クリアな世界と騒がしい世界

昨日いつも通り会社に急いで向かっていた時、横並びに歩く中学生たちに道を塞がれた。

邪魔だなぁ、まあ若いからしょうがない、と思いながら、無理やり横を通り過ぎようとした時、彼らの会話が耳に入ってきた。

「なんで立てこもりなんてしたんだろー」
「郵便局の人と話したかったなら、普通に話に行けばいいのにな」
「ただ暴れたかったんじゃね?」

あ、今朝報道があった郵便局の立てこもり事件のことだな、と思うと同時に、こんな朝っぱらから友だちと話す第一トピックが犯人の心情についてだなんて…なんて好奇心旺盛なんだ。と感心してしまった。

彼らの会話は、事象の背景に色々なものがあるかもしれないという可能性が見えていないような中身で、再び「若いなぁ」と思った。

そこでふと考えたことが、幼児の自己中心性について。

幼児は7歳くらいまで自己中心的な世界に生きている。

これはピアジェという心理学者が提唱した概念で、幼児の持つ「自分の見えている世界と他人の見えている世界は同じ」という思考のことをいう。

7歳を過ぎると、人との関わりの中で他者の思考を理解できるようになってくる。これを脱中心化という。

時々出会う「え、この人、自分の世界と他人の世界同じだと思ってる??」という人は、もしかしたら脱中心化が未達なのかもしれない、と思ったりする。

しかし幼児の心の世界は、とてもクリアで、さぞかし穏やかな世界なのかもしれない。

色々な視点や世界が自分の世界に入ってくると、騒がしく、がんじがらめになってしまう。

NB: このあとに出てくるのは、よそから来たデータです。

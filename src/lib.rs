//! # `arbor` - Incremental Spanning-Tree Construction
//!
//! A toolkit for building minimum spanning trees over weighted undirected
//! graphs using Prim's algorithm, driven by a binary min-heap over frontier
//! edges. The crate is organized around three pieces:
//!
//! - **Edges** (`edge`): the [`EdgeEnds`] seam every edge type implements,
//!   the plain [`Edge`] identity pair, and [`TaggedEdge`], which attaches a
//!   mutable, change-observable payload to an edge without disturbing its
//!   identity.
//! - **Graphs** (`graph`): the [`UndirectedGraph`] collaborator trait the
//!   driver consumes, plus [`AdjacencyGraph`], a deterministic adjacency-list
//!   container for tests, benchmarks, and small applications.
//! - **Spanning trees** (`mst`): [`EdgeMinHeap`], a min-heap over frontier
//!   edges supporting arbitrary mid-structure removal, and
//!   [`PrimSpanningTree`], the driver that owns visited-set growth, heap
//!   maintenance, event emission, and the termination and cancellation policy.
//!
//! ## Design
//!
//! One run of the driver executes on a single thread with no internal
//! parallelism; the heap and visited set are created inside `compute()` and
//! never outlive it. Weight functions are pure mappings from an edge to a
//! finite floating-point value (`num_traits::Float`); a non-finite weight is
//! a contract violation and fails the run. Edge identity is always the
//! `(source, target)` pair - a tagged edge's payload is excluded from
//! equality and hashing, so tag mutation can never perturb heap or
//! visited-set bookkeeping.
//!
//! Vertex and edge additions are announced through explicit callback lists,
//! invoked synchronously and in registration order from the run's thread.
//! Cancellation is cooperative: a zero-argument predicate queried once per
//! extracted edge, never preemptive.
//!
//! ## Example
//!
//! ```rust
//! use arbor::{AdjacencyGraph, Edge, EdgeEnds, PrimSpanningTree, RunOutcome};
//!
//! let mut graph = AdjacencyGraph::new();
//! for v in ['a', 'b', 'c'] {
//!     graph.add_vertex(v);
//! }
//! graph.add_edge(Edge::new('a', 'b')).unwrap();
//! graph.add_edge(Edge::new('b', 'c')).unwrap();
//! graph.add_edge(Edge::new('a', 'c')).unwrap();
//!
//! let weights = |e: &Edge<char>| match (*e.source(), *e.target()) {
//!     ('a', 'b') => 1.0,
//!     ('b', 'c') => 2.0,
//!     _ => 3.0,
//! };
//!
//! let mut prim = PrimSpanningTree::new(&graph, weights);
//! let outcome = prim.compute().unwrap();
//!
//! assert_eq!(outcome, RunOutcome::Completed);
//! assert_eq!(prim.tree_edges().len(), 2);
//! assert_eq!(prim.total_weight(), 3.0);
//! ```

pub mod edge;
pub mod error;
pub mod graph;
pub mod mst;

pub use edge::{Edge, EdgeEnds, TaggedEdge};
pub use error::{Error, Result};
pub use graph::{AdjacencyGraph, UndirectedGraph};
pub use mst::{EdgeMinHeap, FrontierEdge, PrimSpanningTree, RunOutcome, RunState};
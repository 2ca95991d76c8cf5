//! Graph collaborators for the spanning-tree driver.
//!
//! The driver consumes graphs only through [`UndirectedGraph`]: vertex
//! count, vertex enumeration, and incident-edge queries. [`AdjacencyGraph`]
//! is a minimal deterministic implementation of that surface.

pub mod adjacency;
pub mod undirected;

pub use adjacency::AdjacencyGraph;
pub use undirected::UndirectedGraph;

だから、子供からしたら「なんで大人なのにあんなことするの?」と思うようなことを大人がするのは、心の世界がグチャグチャで混乱しているのかもしれない。

しかし歳をとると、それはそれで、心の世界が整理されクリアになっていく。

今まで吸収してきたものから取捨選択をし、自分の人生を肯定する信念が固められ、外からの介入を許さない。

おじいちゃんに嵐のすばらしさを伝えても、「昔の演歌歌手は〜…」という話をされるのも頷ける。

つまり何が言いたいかというと、
ある意味無邪気な自己中心性は時に眩しくて、
ごちゃごちゃ騒がしい脱中心化された世界も悪くないってこと。

そしてカッチカチに固まった世界はある側面、尊敬に値するということ。